* **Task input**:
________________________________________
mod session;
#[cfg(test)]
mod tests;

use std::sync::Arc;
use std::time::Duration;

use threat_hud_common::config::CaptureConfig;
use threat_hud_common::state::LoopState;
use tokio::sync::{oneshot, watch, Mutex};
use tokio::task::JoinHandle;
use tracing::{error, info, warn};

use crate::classifier::Classifier;
use crate::device::CaptureDevice;

use session::{SessionContext, Shared};

pub use session::LoopStats;

#[derive(Debug, Clone)]
pub struct LoopSettings {
    pub interval: Duration,
    /// Upper bound on one classification request.
    pub request_timeout: Duration,
    /// JPEG quality, 1..=100.
    pub jpeg_quality: u8,
}

impl Default for LoopSettings {
    fn default() -> Self {
        Self::from(&CaptureConfig::default())
    }
}

impl From<&CaptureConfig> for LoopSettings {
    fn from(config: &CaptureConfig) -> Self {
        Self {
            interval: config.interval(),
            request_timeout: config.request_timeout(),
            jpeg_quality: config.jpeg_quality_percent(),
        }
    }
}

struct Session {
    id: u64,
    stop: oneshot::Sender<()>,
    task: JoinHandle<()>,
}

struct Control<D> {
    device: D,
    session: Option<Session>,
    next_id: u64,
}

/// Camera lifecycle plus the periodic capture → encode → classify loop.
///
/// `start` and `stop` are serialized with each other; the session task owns
/// the device handle, so at most one handle is ever open. Observers read
/// [`LoopState`] through [`CaptureAnalysisLoop::state`] or a watch receiver
/// from [`CaptureAnalysisLoop::subscribe`].
pub struct CaptureAnalysisLoop<D: CaptureDevice, C: Classifier> {
    control: Mutex<Control<D>>,
    classifier: Arc<C>,
    shared: Arc<Shared>,
    settings: LoopSettings,
}

impl<D: CaptureDevice, C: Classifier> CaptureAnalysisLoop<D, C> {
    pub fn new(device: D, classifier: C, settings: LoopSettings) -> Self {
        Self {
            control: Mutex::new(Control {
                device,
                session: None,
                next_id: 1,
            }),
            classifier: Arc::new(classifier),
            shared: Arc::new(Shared::new()),
            settings,
        }
    }

    pub fn classifier(&self) -> &C {
        &self.classifier
    }

    pub fn settings(&self) -> &LoopSettings {
        &self.settings
    }

    /// Current state, without waiting for the next tick.
    pub fn state(&self) -> LoopState {
        self.shared.state()
    }

    pub fn subscribe(&self) -> watch::Receiver<LoopState> {
        self.shared.subscribe()
    }

    pub fn stats(&self) -> LoopStats {
        self.shared.stats()
    }

    /// Acquire the device and begin ticking. Idempotent while running.
    ///
    /// A failed acquire leaves the loop disabled with `DeviceUnavailable`;
    /// it is not retried until `start` is called again.
    pub async fn start(&self) -> LoopState {
        let mut control = self.control.lock().await;
        self.reap(&mut control).await;
        if control.session.is_some() {
            return self.state();
        }

        let handle = match control.device.acquire().await {
            Ok(handle) => handle,
            Err(err) => {
                warn!(error = %err, "capture device unavailable, HUD offline");
                self.shared.set(LoopState::offline());
                return self.state();
            }
        };

        let id = control.next_id;
        control.next_id += 1;
        self.shared.begin(id);

        let (stop_tx, stop_rx) = oneshot::channel();
        let ctx = SessionContext {
            id,
            shared: Arc::clone(&self.shared),
            classifier: Arc::clone(&self.classifier),
            settings: self.settings.clone(),
        };
        let task = tokio::spawn(session::run(ctx, handle, stop_rx));
        control.session = Some(Session {
            id,
            stop: stop_tx,
            task,
        });

        info!(
            session = id,
            interval_ms = self.settings.interval.as_millis() as u64,
            quality = self.settings.jpeg_quality,
            "capture started"
        );
        self.state()
    }

    /// Stop ticking, abandon any in-flight request, release the device and
    /// reset the state. Idempotent.
    pub async fn stop(&self) -> LoopState {
        let mut control = self.control.lock().await;
        let Some(session) = control.session.take() else {
            return self.state();
        };

        // Revoke write access first so a response landing now is discarded.
        self.shared.end(session.id, LoopState::default());
        let _ = session.stop.send(());
        join(session.id, session.task).await;

        info!(session = session.id, "capture stopped");
        self.state()
    }

    pub async fn is_running(&self) -> bool {
        let control = self.control.lock().await;
        control
            .session
            .as_ref()
            .is_some_and(|s| !s.task.is_finished())
    }

    /// Collect a session that ended on its own (device lost). A session that
    /// has already given up write access counts as ended even if its task is
    /// still winding down.
    async fn reap(&self, control: &mut Control<D>) {
        let ended = control.session.as_ref().is_some_and(|s| {
            s.task.is_finished() || !self.shared.is_current(s.id)
        });
        if !ended {
            return;
        }
        if let Some(session) = control.session.take() {
            join(session.id, session.task).await;
            self.shared.end(session.id, LoopState::offline());
        }
    }
}

async fn join(id: u64, task: JoinHandle<()>) {
    if let Err(e) = task.await {
        error!(error = %e, session = id, "capture session task failed");
    }
}

impl<D: CaptureDevice, C: Classifier> Drop for CaptureAnalysisLoop<D, C> {
    /// Teardown without `stop`: the session task sees its stop channel close
    /// and releases the handle on its own.
    fn drop(&mut self) {
        if let Some(session) = self.control.get_mut().session.take() {
            self.shared.end(session.id, LoopState::default());
            let _ = session.stop.send(());
        }
    }
}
________________________________________
* **What the exercise asks**:
Return every line above where "Idempotent" appears.

* **Reply**:
    /// Acquire the device and begin ticking. Idempotent while running.
    /// reset the state. Idempotent.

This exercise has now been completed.